/// CLI argument parsing

use clap::{Parser, Subcommand};
use std::path::PathBuf;

// Version string with the build timestamp injected at compile time
pub const VERSION_WITH_BUILD: &str = concat!(env!("CARGO_PKG_VERSION"), " (built: ", env!("BUILD_TIMESTAMP"), ")");

#[derive(Parser)]
#[command(name = "shopdir-backup")]
#[command(author, version = VERSION_WITH_BUILD, about, long_about = None)]
pub struct Cli {
    /// Config file to use instead of the default location
    #[arg(long, global = true)]
    pub config: Option<PathBuf>,

    #[command(subcommand)]
    pub command: Commands,
}

#[derive(Subcommand)]
pub enum Commands {
    /// Backup operations
    Backup {
        #[command(subcommand)]
        command: BackupCommands,
    },

    /// Configuration management
    Config {
        #[command(subcommand)]
        command: ConfigCommands,
    },

    /// Run HTTP API server mode
    #[cfg(feature = "server")]
    Serve {
        /// Port to listen on
        #[arg(short, long, default_value = "3000")]
        port: u16,

        /// Host to bind to
        #[arg(long, default_value = "127.0.0.1")]
        host: String,

        /// Enable CORS for cross-origin requests
        #[arg(long)]
        cors: bool,
    },
}

#[derive(Subcommand)]
pub enum BackupCommands {
    /// Create a backup archive (or a JSON file with --data-only)
    Create {
        /// Output file (defaults to a timestamped name in the current directory)
        #[arg(short, long)]
        output: Option<PathBuf>,

        /// Write shop records only, no images
        #[arg(long)]
        data_only: bool,
    },

    /// Restore shops and images from a .tar.gz backup
    Restore {
        /// Backup archive
        file: PathBuf,

        /// Restore the file in place and delete it afterwards
        #[arg(long)]
        delete_archive: bool,
    },

    /// Show what a full backup would contain
    Stats,
}

#[derive(Subcommand)]
pub enum ConfigCommands {
    /// Print the effective configuration
    Show,

    /// Print the config file location
    Path,

    /// Generate a token for SHOPDIR_ADMIN_TOKEN
    #[cfg(feature = "server")]
    GenerateToken,
}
--- --- ---
**Activity**: Would you repeat all of the entries exactly?

**Output below**:
/// CLI argument parsing

use clap::{Parser, Subcommand};
use std::path::PathBuf;

// Version string with the build timestamp injected at compile time
pub const VERSION_WITH_BUILD: &str = concat!(env!("CARGO_PKG_VERSION"), " (built: ", env!("BUILD_TIMESTAMP"), ")");

#[derive(Parser)]
#[command(name = "shopdir-backup")]
#[command(author, version = VERSION_WITH_BUILD, about, long_about = None)]
pub struct Cli {
    /// Config file to use instead of the default location
    #[arg(long, global = true)]
    pub config: Option<PathBuf>,

    #[command(subcommand)]
    pub command: Commands,
}

#[derive(Subcommand)]
pub enum Commands {
    /// Backup operations
    Backup {
        #[command(subcommand)]
        command: BackupCommands,
    },

    /// Configuration management
    Config {
        #[command(subcommand)]
        command: ConfigCommands,
    },

    /// Run HTTP API server mode
    #[cfg(feature = "server")]
    Serve {
        /// Port to listen on
        #[arg(short, long, default_value = "3000")]
        port: u16,

        /// Host to bind to
        #[arg(long, default_value = "127.0.0.1")]
        host: String,

        /// Enable CORS for cross-origin requests
        #[arg(long)]
        cors: bool,
    },
}

#[derive(Subcommand)]
pub enum BackupCommands {
    /// Create a backup archive (or a JSON file with --data-only)
    Create {
        /// Output file (defaults to a timestamped name in the current directory)
        #[arg(short, long)]
        output: Option<PathBuf>,

        /// Write shop records only, no images
        #[arg(long)]
        data_only: bool,
    },

    /// Restore shops and images from a .tar.gz backup
    Restore {
        /// Backup archive
        file: PathBuf,

        /// Restore the file in place and delete it afterwards
        #[arg(long)]
        delete_archive: bool,
    },

    /// Show what a full backup would contain
    Stats,
}

#[derive(Subcommand)]
pub enum ConfigCommands {
    /// Print the effective configuration
    Show,

    /// Print the config file location
    Path,

    /// Generate a token for SHOPDIR_ADMIN_TOKEN
    #[cfg(feature = "server")]
    GenerateToken,
}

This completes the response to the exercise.